4 - Van der Waals
Published online by Cambridge University Press: 27 July 2009
Summary
1820–1870
The half-century that followed the decline of Laplace's influence in the 1820s was an exciting if confusing time for both physicists and chemists. Laplace and his contemporaries had created many of the mathematical tools that would be needed by the rising generation of theoretical physicists but these tools were to be used in decidedly non-Laplacian ways in the flourishing fields of thermodynamics, optics, electricity and magnetism. The men who were responsible for these developments were mainly German and British; French influence declined rapidly from about 1830. An important early figure was Franz Neumann but it was the brilliant generation that followed who were to lead these fields – Stokes (b.1819), Helmholtz (1821) [1], Clausius (1822), William Thomson (1824), Kirchhoff (1824) [2], and Maxwell (1831) [3]. Some of the views that they were to articulate were held instinctively by Faraday [4], the modest but acknowledged leader of the experimental scientists.
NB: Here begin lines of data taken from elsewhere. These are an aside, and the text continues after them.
//! Search Observatory Core
//!
//! Instrumented search algorithms over arrays, linked lists and binary
//! search trees. Every search is exposed as a lazy, replayable trace of
//! steps, so the same run can drive a step-through animation, a benchmark
//! batch or a complexity analysis.
//!
//! # Example
//! ```
//! use search_observatory::{build_sorted_structure, search, AlgorithmKind, StructureKind};
//!
//! let array = build_sorted_structure(StructureKind::Array, vec![1, 3, 5, 7, 9, 11]).unwrap();
//! let run = search(&array, AlgorithmKind::Binary, 7).unwrap();
//!
//! for step in run.steps().unwrap() {
//!     println!("{:?} {:?}", step.position, step.outcome);
//! }
//! assert_eq!(run.result().unwrap().comparisons, 3);
//! ```
//!
//! Copyright (c) 2025 Mohammad Atashi <mohammadaliatashi@icloud.com>

use std::fmt::Debug;

pub mod algorithm;
pub mod data_structures;
pub mod execution;
pub mod insights;
pub mod optimization;
pub mod validation;

pub use crate::algorithm::traits::{
    AlgorithmComplexity, AlgorithmKind, ComplexityClass, NodeId, Position, Result, SearchAlgorithm,
    SearchError, StepOutcome,
};
pub use crate::data_structures::structure::{Capabilities, Structure, StructureKind};
pub use crate::execution::{Replay, SearchResult, SearchRun, SearchStep, Trace};
pub use crate::insights::{
    recommend, recommend_by_group, RankedRecord, RankingMetric, Recommendation, ReportRow,
    TrendPoint,
};
pub use crate::optimization::parallel::CancellationToken;
pub use crate::validation::{
    analyze_complexity, run_benchmark, BenchmarkConfig, BenchmarkRecord, BenchmarkReport,
    BenchmarkRunner, ComplexityAnalyzer, ComplexityConfig, ComplexityTrend, CurveFit,
    TargetPolicy, TrendMetric, TrendSample,
};

/// Builds a structure of the given kind from `values`
pub fn build_structure<T: Ord + Clone + Debug>(kind: StructureKind, values: Vec<T>) -> Result<Structure<T>> {
    Structure::build(kind, values)
}

/// Builds a structure whose values must already be ascending
pub fn build_sorted_structure<T: Ord + Clone + Debug>(
    kind: StructureKind,
    values: Vec<T>,
) -> Result<Structure<T>> {
    Structure::build_sorted(kind, values)
}

/// Validated, restartable search handle; no step runs until a trace is pulled
pub fn search<T: Ord + Clone>(
    structure: &Structure<T>,
    algorithm: AlgorithmKind,
    target: T,
) -> Result<SearchRun<'_, T>> {
    SearchRun::new(structure, algorithm, target)
}
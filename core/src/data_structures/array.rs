//! Contiguous searchable array with indexed access

use crate::algorithm::traits::{Position, Result, SearchError};

/// Read-only array exposing indexed reads and its ordering guarantee
#[derive(Debug, Clone, PartialEq, Eq)]
pub struct SearchArray<T> {
    values: Vec<T>,

    /// Ascending order holds for `values`
    sorted: bool,
}

impl<T: Ord> SearchArray<T> {
    /// Wraps `values` as given, recording whether they happen to be ascending
    pub fn new(values: Vec<T>) -> Self {
        let sorted = is_ascending(&values);
        Self { values, sorted }
    }

    /// Wraps `values`, rejecting input that is not in ascending order
    pub fn new_sorted(values: Vec<T>) -> Result<Self> {
        if let Some(at) = first_descent(&values) {
            return Err(SearchError::InvalidInput(format!(
                "values must be ascending for a sorted array (descent at index {})",
                at
            )));
        }
        Ok(Self {
            values,
            sorted: true,
        })
    }
}

impl<T> SearchArray<T> {
    #[inline]
    pub fn len(&self) -> usize {
        self.values.len()
    }

    #[inline]
    pub fn is_empty(&self) -> bool {
        self.values.is_empty()
    }

    #[inline]
    pub fn get(&self, index: usize) -> Option<&T> {
        self.values.get(index)
    }

    #[inline]
    pub fn is_sorted(&self) -> bool {
        self.sorted
    }

    pub fn as_slice(&self) -> &[T] {
        &self.values
    }

    /// Elements in index order paired with their positions
    pub fn positions(&self) -> impl Iterator<Item = (Position, &T)> + '_ {
        self.values
            .iter()
            .enumerate()
            .map(|(i, v)| (Position::Index(i), v))
    }
}

fn is_ascending<T: Ord>(values: &[T]) -> bool {
    first_descent(values).is_none()
}

/// Index of the first element smaller than its predecessor
fn first_descent<T: Ord>(values: &[T]) -> Option<usize> {
    values
        .windows(2)
        .position(|pair| pair[0] > pair[1])
        .map(|i| i + 1)
}

#[cfg(test)]
mod tests {
    use super::*;

    #[test]
    fn test_sortedness_detection() {
        assert!(SearchArray::new(vec![1, 2, 2, 5]).is_sorted());
        assert!(!SearchArray::new(vec![4, 2, 9, 1]).is_sorted());
        assert!(SearchArray::<i32>::new(Vec::new()).is_sorted());
    }

    #[test]
    fn test_sorted_construction_rejects_descent() {
        let err = SearchArray::new_sorted(vec![1, 3, 2]).unwrap_err();
        assert!(matches!(err, SearchError::InvalidInput(ref msg) if msg.contains("index 2")));
        assert!(SearchArray::new_sorted(vec![1, 1, 3]).is_ok());
    }

    #[test]
    fn test_positions_follow_index_order() {
        let array = SearchArray::new(vec![7, 8]);
        let positions: Vec<_> = array.positions().map(|(p, v)| (p, *v)).collect();
        assert_eq!(positions, vec![(Position::Index(0), 7), (Position::Index(1), 8)]);
        assert_eq!(array.get(1), Some(&8));
        assert_eq!(array.get(2), None);
    }
}
//! Execution history for step-through replay
//!
//! A `Replay` is a fully materialized trace owned by the consumer that
//! requested it. It supports bidirectional navigation by ordinal and the
//! lookups a replay view needs (visits at a position, the match step,
//! running comparison counts) without re-running the algorithm.
//!
//! Copyright (c) 2025 Mohammad Atashi <mohammadaliatashi@icloud.com>

use serde::{Deserialize, Serialize};

use crate::algorithm::traits::{AlgorithmKind, Position, StepOutcome};
use crate::data_structures::structure::StructureKind;
use crate::execution::recorder::{SearchResult, SearchStep};

/// Materialized trace plus its result
#[derive(Debug, Clone, PartialEq, Serialize, Deserialize)]
pub struct Replay<T> {
    pub algorithm: AlgorithmKind,
    pub structure: StructureKind,
    pub target: T,

    /// Steps in emission order
    steps: Vec<SearchStep<T>>,

    pub result: SearchResult,
}

impl<T> Replay<T> {
    pub(crate) fn new(
        algorithm: AlgorithmKind,
        structure: StructureKind,
        target: T,
        steps: Vec<SearchStep<T>>,
        result: SearchResult,
    ) -> Self {
        Self {
            algorithm,
            structure,
            target,
            steps,
            result,
        }
    }

    /// Total number of recorded steps
    pub fn len(&self) -> usize {
        self.steps.len()
    }

    pub fn is_empty(&self) -> bool {
        self.steps.is_empty()
    }

    pub fn steps(&self) -> &[SearchStep<T>] {
        &self.steps
    }

    /// Step at a zero-based cursor position
    pub fn step(&self, index: usize) -> Option<&SearchStep<T>> {
        self.steps.get(index)
    }

    /// Step carrying a given ordinal
    pub fn step_by_ordinal(&self, ordinal: usize) -> Option<&SearchStep<T>> {
        ordinal.checked_sub(1).and_then(|i| self.steps.get(i))
    }

    /// The unique `match` step, if the target was found
    pub fn matched_step(&self) -> Option<&SearchStep<T>> {
        self.steps.iter().find(|s| s.outcome == StepOutcome::Match)
    }

    /// Ordinals of the steps that examined `position`
    pub fn visits_at(&self, position: Position) -> Vec<usize> {
        self.steps
            .iter()
            .filter(|s| s.position == Some(position))
            .map(|s| s.ordinal)
            .collect()
    }

    /// Comparisons performed up to and including the step at `index`
    pub fn comparisons_through(&self, index: usize) -> usize {
        self.steps
            .iter()
            .take(index.saturating_add(1))
            .filter(|s| s.outcome.is_comparison())
            .count()
    }

    /// Comparison count recomputed from the steps themselves
    pub fn counted_comparisons(&self) -> usize {
        self.steps.iter().filter(|s| s.outcome.is_comparison()).count()
    }
}

#[cfg(test)]
mod tests {
    use super::*;
    use crate::data_structures::structure::Structure;
    use crate::execution::trace::SearchRun;

    fn linear_replay() -> Replay<i32> {
        let structure = Structure::build(StructureKind::Array, vec![4, 2, 9, 1]).unwrap();
        SearchRun::new(&structure, AlgorithmKind::Linear, 9)
            .unwrap()
            .replay()
            .unwrap()
    }

    #[test]
    fn test_navigation_by_index_and_ordinal() {
        let replay = linear_replay();
        assert_eq!(replay.len(), 3);
        assert_eq!(replay.step(0).map(|s| s.ordinal), Some(1));
        assert_eq!(replay.step_by_ordinal(3).map(|s| s.outcome), Some(StepOutcome::Match));
        assert!(replay.step_by_ordinal(0).is_none());
        assert!(replay.step(3).is_none());
    }

    #[test]
    fn test_lookups() {
        let replay = linear_replay();
        assert_eq!(replay.matched_step().and_then(|s| s.value), Some(9));
        assert_eq!(replay.visits_at(Position::Index(1)), vec![2]);
        assert_eq!(replay.comparisons_through(1), 2);
        assert_eq!(replay.counted_comparisons(), replay.result.comparisons);
    }
}
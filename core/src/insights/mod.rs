//! Insights derived from benchmark results
//! Copyright (c) 2025 Mohammad Atashi <mohammadaliatashi@icloud.com>

pub mod presentation;
pub mod recommendation;

pub use self::presentation::{report_rows, to_json, trend_points, ReportRow, TrendPoint};
pub use self::recommendation::{
    recommend, recommend_by_group, RankedRecord, RankingMetric, Recommendation,
};
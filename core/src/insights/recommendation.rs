//! Algorithm recommendation from benchmark records
//!
//! Ranks records by a single metric. Time and comparisons rank ascending,
//! success rate descending. Ties are broken by algorithm name and the sort
//! is stable, so equal records keep their input order.
//!
//! Copyright (c) 2025 Mohammad Atashi <mohammadaliatashi@icloud.com>

use std::cmp::Ordering;
use std::collections::BTreeMap;
use std::fmt::{self, Display};
use std::str::FromStr;

use log::debug;
use serde::{Deserialize, Serialize};

use crate::algorithm::traits::SearchError;
use crate::data_structures::structure::StructureKind;
use crate::validation::benchmarks::BenchmarkRecord;

/// Metric a recommendation is ranked by
#[derive(Debug, Clone, Copy, Hash, Eq, PartialEq, Serialize, Deserialize)]
#[serde(rename_all = "snake_case")]
pub enum RankingMetric {
    /// Mean elapsed time, lower is better
    Time,

    /// Mean comparisons, lower is better
    Comparisons,

    /// Success rate, higher is better
    SuccessRate,
}

impl RankingMetric {
    pub const ALL: [RankingMetric; 3] = [
        RankingMetric::Time,
        RankingMetric::Comparisons,
        RankingMetric::SuccessRate,
    ];

    pub fn name(self) -> &'static str {
        match self {
            RankingMetric::Time => "time",
            RankingMetric::Comparisons => "comparisons",
            RankingMetric::SuccessRate => "success_rate",
        }
    }

    /// Value the metric reads from a record
    pub fn value(self, record: &BenchmarkRecord) -> f64 {
        match self {
            RankingMetric::Time => record.average_elapsed.as_secs_f64(),
            RankingMetric::Comparisons => record.average_comparisons,
            RankingMetric::SuccessRate => record.success_rate,
        }
    }

    fn compare(self, a: &BenchmarkRecord, b: &BenchmarkRecord) -> Ordering {
        let by_value = match self {
            RankingMetric::Time | RankingMetric::Comparisons => self.value(a).total_cmp(&self.value(b)),
            RankingMetric::SuccessRate => self.value(b).total_cmp(&self.value(a)),
        };
        by_value.then_with(|| a.algorithm.name().cmp(b.algorithm.name()))
    }
}

impl Display for RankingMetric {
    fn fmt(&self, f: &mut fmt::Formatter<'_>) -> fmt::Result {
        f.write_str(self.name())
    }
}

impl FromStr for RankingMetric {
    type Err = SearchError;

    fn from_str(s: &str) -> Result<Self, Self::Err> {
        match s.to_ascii_lowercase().as_str() {
            "time" | "avg_time" => Ok(RankingMetric::Time),
            "comparisons" | "avg_comparisons" => Ok(RankingMetric::Comparisons),
            "success_rate" | "success" => Ok(RankingMetric::SuccessRate),
            other => Err(SearchError::InvalidInput(format!(
                "unknown ranking metric '{}'",
                other
            ))),
        }
    }
}

/// Record with its 1-based rank
#[derive(Debug, Clone, PartialEq, Serialize, Deserialize)]
pub struct RankedRecord {
    pub rank: usize,
    pub record: BenchmarkRecord,
}

/// Ordered ranking of records under one metric
#[derive(Debug, Clone, PartialEq, Serialize, Deserialize)]
pub struct Recommendation {
    pub metric: RankingMetric,
    pub ranked: Vec<RankedRecord>,

    /// First-ranked record, absent for empty input
    pub top: Option<BenchmarkRecord>,
}

impl Recommendation {
    pub fn is_empty(&self) -> bool {
        self.ranked.is_empty()
    }
}

/// Ranks every record under `metric`
pub fn recommend(records: &[BenchmarkRecord], metric: RankingMetric) -> Recommendation {
    let mut sorted: Vec<&BenchmarkRecord> = records.iter().collect();
    sorted.sort_by(|a, b| metric.compare(a, b));

    let ranked: Vec<RankedRecord> = sorted
        .into_iter()
        .enumerate()
        .map(|(i, record)| RankedRecord {
            rank: i + 1,
            record: record.clone(),
        })
        .collect();
    let top = ranked.first().map(|r| r.record.clone());
    if let Some(best) = &top {
        debug!(
            "Best by {}: {} on {} (n = {})",
            metric, best.algorithm, best.structure, best.size
        );
    }

    Recommendation {
        metric,
        ranked,
        top,
    }
}

/// Best record for each (structure, size) group, keyed in ascending order
pub fn recommend_by_group(
    records: &[BenchmarkRecord],
    metric: RankingMetric,
) -> BTreeMap<(StructureKind, usize), BenchmarkRecord> {
    let mut groups: BTreeMap<(StructureKind, usize), Vec<BenchmarkRecord>> = BTreeMap::new();
    for record in records {
        groups
            .entry((record.structure, record.size))
            .or_default()
            .push(record.clone());
    }

    groups
        .into_iter()
        .filter_map(|(key, members)| recommend(&members, metric).top.map(|best| (key, best)))
        .collect()
}
//! Instrumented execution: step recording, lazy traces and replay history
//! Copyright (c) 2025 Mohammad Atashi <mohammadaliatashi@icloud.com>

pub mod history;
pub mod recorder;
pub mod trace;

pub use self::history::Replay;
pub use self::recorder::{SearchResult, SearchStep, StepRecorder};
pub use self::trace::{SearchRun, Trace};
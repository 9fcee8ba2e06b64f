//! Search Observatory Algorithm Framework
//! Instrumented search algorithms sharing one polymorphic contract
//! Copyright (c) 2025 Mohammad Atashi <mohammadaliatashi@icloud.com>

pub mod searching;
pub mod traits;

pub use self::searching::*;
pub use self::traits::*;

/// Registry lookup from identifier to implementation
pub fn resolve<'a, T: Ord + Clone + 'a>(kind: AlgorithmKind) -> &'a dyn SearchAlgorithm<T> {
    match kind {
        AlgorithmKind::Linear => &LinearSearch,
        AlgorithmKind::Binary => &BinarySearch,
        AlgorithmKind::Bst => &BstSearch,
    }
}
//! Empirical validation: benchmark batches and complexity trends
//! Copyright (c) 2025 Mohammad Atashi <mohammadaliatashi@icloud.com>

pub mod benchmarks;
pub mod complexity;

pub use self::benchmarks::{
    run_benchmark, BenchmarkConfig, BenchmarkRecord, BenchmarkReport, BenchmarkRunner, TargetPolicy,
};
pub use self::complexity::{
    analyze_complexity, best_fit, fit_curves, ComplexityAnalyzer, ComplexityConfig, ComplexityTrend,
    CurveFit, TrendMetric, TrendSample,
};
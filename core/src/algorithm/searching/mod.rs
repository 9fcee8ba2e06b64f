//! Instrumented search algorithms
//! Copyright (c) 2025 Mohammad Atashi <mohammadaliatashi@icloud.com>

pub mod binary;
pub mod bst;
pub mod linear;

pub use self::binary::BinarySearch;
pub use self::bst::BstSearch;
pub use self::linear::LinearSearch;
The physicists often maintained that every theory should ultimately be reducible to mechanics but they nevertheless created theoretical structures that did not lend themselves to such a reduction. The fertility of field theories led, in Britain at least, to a disparagement of theories based on action at a distance, but in Germany matters were less polarised. The influence of Kant's philosophy led Helmholtz in particular to retain this concept, and Clausius and Boltzmann were later to be equally happy with it, at least as a pragmatic basis for molecular modelling.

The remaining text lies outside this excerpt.